The Man Still Wins in “My Best Friend’s Wedding” (1997) – Retro Review

Julia Roberts is my absolute dream rom-com lead from the 90s, so I finally watched My Best Friend’s Wedding (1997) at the suggestion of a friend, and all I kept texting her the entire movie was that I wanted better for Julianne. The film follows Julianne (Julia Roberts) who realizes she is in love with her best friend Michael who has just announced to her that he is marrying another woman. Jules agrees to be the maid of honor but still tries to sabotage their wedding, all while Michael is consistently leading her on. In the end, Jules tells Michael how she feels, and he still rejects her, marrying Kimmy with her sudden full support. 

This movie has been heralded as a rom-com with an unexpected twist, where, rather than ending up with the man, the woman finds the love for herself and gains the ability to let go of her feelings. While, yes, being able to let go of the feelings for a man who has been uninterested in you for 9 years is great, Jules is still required to comfort Michael and do the work to ensure that he and Kimmy have their perfect wedding. Kimmy runs away after seeing Jules profess her love and kiss Michael, so Jules takes it upon herself to track Kimmy down and reunite the couple. Though the movie frames this as an act of bravery and friendship towards Michael, it feels like a continuation of the unreciprocated acts of kindness she does for him.

A few things struck me about this movie that were factors I simply could not get past. First of all, making a pact to get married at 28 if you are both single feels a bit premature, even for the 90s. At 28, there is still plenty of time to find love, especially if you happen to be Julia Roberts. Second of all, Jules and her editor George seem to be much better friends than her and Michael ever were. He goes out of his way to help her get what she wants and is there for her when everything goes awry. He puts in the work that Jules has always wanted from Michael. Jules’ relationship with Michael has little to no grounds for her to refer to him as her best friend, which is even pointed out by George when he asks her to consider if she loves Michael or if she is just trying to win him. The fact that she never even knew that Michael was dating Kimmy is another sign that maybe their friendship is not what it is in her head.

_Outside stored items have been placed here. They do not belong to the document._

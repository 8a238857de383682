use log::{debug, warn};
use std::future::Future;
use std::time::Duration;
use tokio::sync::watch;
use tokio::task::JoinHandle;

/// A periodic background job owned by the hosting process.
///
/// The job first runs after `delay`, then once per `period`, until
/// [`shutdown`](Self::shutdown) is called. Dropping the handle without
/// shutting down aborts the job.
#[derive(Debug)]
pub struct BackgroundTask {
    name: &'static str,
    stop: watch::Sender<bool>,
    handle: Option<JoinHandle<()>>,
}

impl BackgroundTask {
    /// Spawn `job` on the current tokio runtime.
    ///
    /// # Panics
    ///
    /// Panics if called outside of a tokio runtime.
    pub fn spawn<F, Fut>(
        name: &'static str,
        delay: Duration,
        period: Duration,
        mut job: F,
    ) -> Self
    where
        F: FnMut() -> Fut + Send + 'static,
        Fut: Future<Output = ()> + Send + 'static,
    {
        let (stop, mut stopped) = watch::channel(false);
        let handle = tokio::spawn(async move {
            // A zero period would make `interval_at` panic
            let period = period.max(Duration::from_millis(1));
            let mut ticker = tokio::time::interval_at(tokio::time::Instant::now() + delay, period);
            ticker.set_missed_tick_behavior(tokio::time::MissedTickBehavior::Delay);
            loop {
                tokio::select! {
                    _ = ticker.tick() => job().await,
                    _ = stopped.changed() => break,
                }
            }
            debug!("Background task `{name}` stopped");
        });

        Self {
            name,
            stop,
            handle: Some(handle),
        }
    }

    /// Name given at spawn time
    #[must_use]
    pub const fn name(&self) -> &'static str {
        self.name
    }

    /// Whether the job is still running
    #[must_use]
    pub fn is_running(&self) -> bool {
        self.handle.as_ref().is_some_and(|handle| !handle.is_finished())
    }

    /// Signal the job to stop and wait until it has. A job that is in the
    /// middle of a run finishes that run first.
    pub async fn shutdown(mut self) {
        let _ = self.stop.send(true);
        if let Some(handle) = self.handle.take()
            && let Err(e) = handle.await
        {
            warn!("Background task `{}` ended abnormally: {e}", self.name);
        }
    }
}

impl Drop for BackgroundTask {
    fn drop(&mut self) {
        if let Some(handle) = self.handle.take() {
            handle.abort();
        }
    }
}
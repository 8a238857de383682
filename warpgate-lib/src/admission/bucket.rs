use tokio::time::Instant;

/// Lazily refilled token bucket.
///
/// Tokens accumulate at `refill_rate` per second up to `capacity` and are
/// only topped up when the bucket is looked at. The bucket starts full.
///
/// The bucket itself is not synchronized; the
/// [`AdmissionController`](crate::AdmissionController) keeps it behind its
/// state lock.
#[derive(Debug, Clone)]
pub struct TokenBucket {
    tokens: f64,
    capacity: f64,
    refill_rate: f64,
    last_refill: Instant,
}

impl TokenBucket {
    /// Create a full bucket holding `capacity` tokens, refilled at
    /// `refill_rate` tokens per second.
    #[must_use]
    pub fn new(capacity: u32, refill_rate: f64) -> Self {
        let capacity = f64::from(capacity);
        Self {
            tokens: capacity,
            capacity,
            refill_rate: refill_rate.max(0.0),
            last_refill: Instant::now(),
        }
    }

    /// Top up the bucket for the time elapsed since the last refill.
    pub fn refill(&mut self, now: Instant) {
        let elapsed = now.saturating_duration_since(self.last_refill);
        self.tokens = self.projected(elapsed.as_secs_f64());
        self.last_refill = now;
    }

    /// Whether at least one whole token is available, after refilling.
    pub fn has_token(&mut self, now: Instant) -> bool {
        self.refill(now);
        self.tokens >= 1.0
    }

    /// Take one token if available. Returns `false` without modifying the
    /// token count otherwise.
    pub fn try_consume(&mut self, now: Instant) -> bool {
        if self.has_token(now) {
            self.tokens -= 1.0;
            true
        } else {
            false
        }
    }

    /// Tokens that would be available at `now`, without touching the bucket
    #[must_use]
    pub fn available(&self, now: Instant) -> f64 {
        let elapsed = now.saturating_duration_since(self.last_refill);
        self.projected(elapsed.as_secs_f64())
    }

    /// Maximum number of tokens
    #[must_use]
    pub const fn capacity(&self) -> f64 {
        self.capacity
    }

    /// Tokens added per second
    #[must_use]
    pub const fn refill_rate(&self) -> f64 {
        self.refill_rate
    }

    fn projected(&self, elapsed_secs: f64) -> f64 {
        (self.tokens + elapsed_secs * self.refill_rate).min(self.capacity)
    }
}
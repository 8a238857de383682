#[cfg(test)]
mod cli {
    use assert_cmd::cargo::cargo_bin_cmd;
    use http::StatusCode;
    use predicates::str::contains;
    use pretty_assertions::assert_eq;
    use serde_json::Value;
    use std::{error::Error, fs};
    use test_utils::{config_dir, mock_server, wg_config};

    type Result<T> = std::result::Result<T, Box<dyn Error>>;

    /// An HTML page with the given title
    macro_rules! mock_page {
        ($title:expr) => {
            mock_server!(
                StatusCode::OK,
                set_body_raw(
                    format!("<html><head><title>{}</title></head></html>", $title),
                    "text/html"
                )
            )
        };
    }

    /// Run the binary and parse its stdout as JSON
    fn json_output(cmd: &mut assert_cmd::Command) -> Result<Value> {
        let output = cmd.output()?;
        Ok(serde_json::from_slice::<Value>(&output.stdout)?)
    }

    #[test]
    fn test_tiers() {
        cargo_bin_cmd!()
            .arg("tiers")
            .assert()
            .success()
            .stdout(contains("free"))
            .stdout(contains("32 concurrent"))
            .stdout(contains("enterprise"));
    }

    #[test]
    fn test_tiers_json() -> Result<()> {
        let tiers = json_output(cargo_bin_cmd!().args(["--format", "json", "tiers"]))?;
        let tiers = tiers.as_array().ok_or("expected an array")?;

        assert_eq!(tiers.len(), 3);
        assert_eq!(tiers[1]["tier"], "standard");
        assert_eq!(tiers[1]["max_concurrent"], 60);
        assert_eq!(tiers[1]["burst_limit"], 15);
        Ok(())
    }

    #[tokio::test]
    async fn test_extract_direct() {
        let mock_server = mock_page!("Never Gonna Give You Up");

        cargo_bin_cmd!()
            .args(["extract", "--no-proxy"])
            .arg(mock_server.uri())
            .assert()
            .success()
            .stdout(contains("[200]"))
            .stdout(contains("\"Never Gonna Give You Up\""))
            .stdout(contains("1 OK"));
    }

    #[tokio::test]
    async fn test_extract_failure_exit_code() {
        let mock_server = mock_server!(StatusCode::NOT_FOUND);

        cargo_bin_cmd!()
            .args(["extract", "--no-proxy"])
            .arg(mock_server.uri())
            .assert()
            .failure()
            .code(2)
            .stdout(contains("[ERROR]"))
            .stdout(contains("404"))
            .stdout(contains("1 Error"));
    }

    #[tokio::test]
    async fn test_extract_through_pooled_endpoint() -> Result<()> {
        // The mock answers absolute-form requests, so it acts as the proxy
        let proxy = mock_page!("Proxied");
        let dir = config_dir! { "wg0" => wg_config!(proxy.address()) };

        let output = json_output(
            cargo_bin_cmd!()
                .args(["--format", "json", "--protocol", "http"])
                .arg("--config-dir")
                .arg(dir.path())
                .arg("--probe-url")
                .arg(proxy.uri())
                .args(["extract", "--status", "http://www.youtube.com/watch?v=dQw4w9WgXcQ"]),
        )?;

        let result = &output["results"][0];
        assert_eq!(result["extraction"]["endpoint"], "warp_wg0");
        assert_eq!(
            result["extraction"]["info"]["proxy"],
            format!("http://{}", proxy.address())
        );
        assert_eq!(result["extraction"]["info"]["title"], "Proxied");

        let pool = &output["status"]["pool"];
        assert_eq!(pool["total"], 1);
        assert_eq!(pool["in_flight"], 0);
        assert_eq!(output["status"]["admission"]["statistics"]["successful_requests"], 1);
        Ok(())
    }

    #[test]
    fn test_extract_without_endpoints_is_rejected() {
        let dir = config_dir! {};

        cargo_bin_cmd!()
            .arg("--config-dir")
            .arg(dir.path())
            .args(["extract", "http://www.youtube.com/watch?v=dQw4w9WgXcQ"])
            .assert()
            .failure()
            .code(2)
            .stdout(contains("[REJECTED]"))
            .stdout(contains("No healthy proxy"))
            .stderr(contains("No endpoints found"));
    }

    #[tokio::test]
    async fn test_burst_beyond_bucket_is_rate_limited() -> Result<()> {
        let mock_server = mock_page!("ok");
        let dir = tempfile::tempdir()?;
        let config = dir.path().join("limits.toml");
        fs::write(
            &config,
            r#"
            [limits]
            connectors = 1
            per_connector_limit = 4
            rate_per_second = 0.0
            burst_limit = 2
            connection_timeout = "5s"
            "#,
        )?;

        let output = json_output(
            cargo_bin_cmd!()
                .arg("--config")
                .arg(&config)
                .args(["--format", "json", "extract", "--no-proxy", "--status"])
                .args([mock_server.uri(), mock_server.uri(), mock_server.uri()]),
        )?;

        assert_eq!(output["summary"]["successful"], 2);
        assert_eq!(output["summary"]["rejected"], 1);
        let statistics = &output["status"]["admission"]["statistics"];
        assert_eq!(statistics["rate_limited_requests"], 1);
        assert_eq!(statistics["total_requests"], 2);
        assert!(output["status"].get("pool").is_none());
        Ok(())
    }

    #[tokio::test]
    async fn test_probe() {
        let proxy = mock_server!(StatusCode::OK);
        let dir = config_dir! {
            "wg0" => wg_config!(proxy.address()),
            "wg1" => wg_config!("127.0.0.1:1"),
        };

        cargo_bin_cmd!()
            .args(["--protocol", "http", "--probe-timeout", "3s"])
            .arg("--config-dir")
            .arg(dir.path())
            .arg("--probe-url")
            .arg(proxy.uri())
            .arg("probe")
            .assert()
            .success()
            .stdout(contains("Probed 2 endpoints: 1 passed"))
            .stdout(contains("warp_wg0"))
            .stdout(contains("warp_wg1"));
    }

    #[test]
    fn test_probe_without_passing_endpoint_fails() {
        let dir = config_dir! { "wg0" => wg_config!("127.0.0.1:1") };

        cargo_bin_cmd!()
            .args(["--protocol", "http", "--probe-timeout", "3s"])
            .arg("--config-dir")
            .arg(dir.path())
            .arg("probe")
            .assert()
            .failure()
            .code(2)
            .stdout(contains("0 passed"));
    }

    #[tokio::test]
    async fn test_default_config_file_is_picked_up() -> Result<()> {
        let mock_server = mock_page!("ok");
        let dir = tempfile::tempdir()?;
        fs::write(
            dir.path().join("warpgate.toml"),
            "tier = \"enterprise\"\nmax_queue_size = 5\n",
        )?;

        let output = json_output(
            cargo_bin_cmd!()
                .current_dir(dir.path())
                .args(["--format", "json", "extract", "--no-proxy", "--status"])
                .arg(mock_server.uri()),
        )?;

        let limits = &output["status"]["admission"]["limits"];
        assert_eq!(limits["account_tier"], "enterprise");
        assert_eq!(limits["max_concurrent"], 200);
        assert_eq!(limits["max_queue_size"], 5);
        Ok(())
    }

    #[test]
    fn test_config_file_fills_in_defaults() -> Result<()> {
        let dir = tempfile::tempdir()?;
        let config = dir.path().join("warpgate.toml");
        fs::write(&config, "format = \"json\"\n")?;

        let tiers = json_output(cargo_bin_cmd!().arg("--config").arg(&config).arg("tiers"))?;
        assert_eq!(tiers[0]["tier"], "free");
        Ok(())
    }

    #[test]
    fn test_config_invalid_keys() -> Result<()> {
        let dir = tempfile::tempdir()?;
        let config = dir.path().join("invalid-key.toml");
        fs::write(&config, "this_is_invalid = 1\n")?;

        cargo_bin_cmd!()
            .arg("--config")
            .arg(&config)
            .arg("tiers")
            .env_clear()
            .assert()
            .failure()
            .code(3)
            .stderr(contains("unknown field `this_is_invalid`, expected one of"));
        Ok(())
    }

    #[test]
    fn test_missing_config_error() {
        cargo_bin_cmd!()
            .arg("--config")
            .arg("no_such_config.toml")
            .arg("tiers")
            .assert()
            .failure()
            .code(3)
            .stderr(contains("Cannot load configuration file"));
    }

    #[test]
    fn test_extract_requires_urls() {
        cargo_bin_cmd!()
            .arg("extract")
            .assert()
            .failure()
            .stderr(contains("<URLS>"));
    }
}
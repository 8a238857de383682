use anyhow::Result;

use crate::ExitCode;
use crate::formatters::get_report_formatter;
use crate::options::Config;
use crate::report::TierPreset;

/// Print the limits of every account tier
pub(crate) fn tiers(cfg: &Config) -> Result<ExitCode> {
    println!("{}", get_report_formatter(cfg.format).tiers(&TierPreset::all())?);
    Ok(ExitCode::Success)
}
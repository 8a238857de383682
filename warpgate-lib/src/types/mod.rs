#![allow(unreachable_pub)]

mod error;

pub use error::ErrorKind;

/// The warpgate `Result` type
pub type Result<T> = std::result::Result<T, crate::ErrorKind>;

Though Jules does try to sabotage the wedding, which is maybe bad, she also puts the full blame on herself for loving Michael in the first place. She often refers back to a time when they briefly dated but elected to be friends instead; however, this reference, along with Michael’s consistent flirting only encourages Jules’ feelings. Along with this, Kimmy makes remarks about Jules always being the woman who Michael compares everyone else to, and she feels like she will never be able to live up to that standard. It’s pretty clear through all of this evidence that, ultimately, Michael is Bad. He is not even a good friend, and I personally think he should have had to take some responsibility for his own actions. Even if the film never tries to tell us he is Good, it still puts the weight on Jules to grapple with her own feelings and solve his problems for him, which is completely unfair. The chemistry between the two is not a product of her imagination: he plays into all of her moments of earnest tenderness and connection and it is evident that Michael is unsure about Kimmy, even days before the wedding. Jules has every reason to believe that if she follows her heart, she can end up with the one she loves. 

Michael faces no consequences for his behavior and emotional manipulation, ending the movie with his new bride and a woman who still went way too out of her way to make sure that he was happy. Jules walks away with George and no longer harbors her attachment to Michael, but she is also left with a lot of time wasted on a man who never appreciated her. In my humble opinion, she should have bolted after her confession was rejected, leaving the couple to figure out the wedding for themselves. If Michael and Kimmy can’t even communicate enough to go through with this wedding, how are they supposed to uphold everlasting love together?

Jules deserves more than self-growth that results from her coddling of a man. She deserves the same love she put out into the world, and thankfully at 27, she still has plenty of time to find that.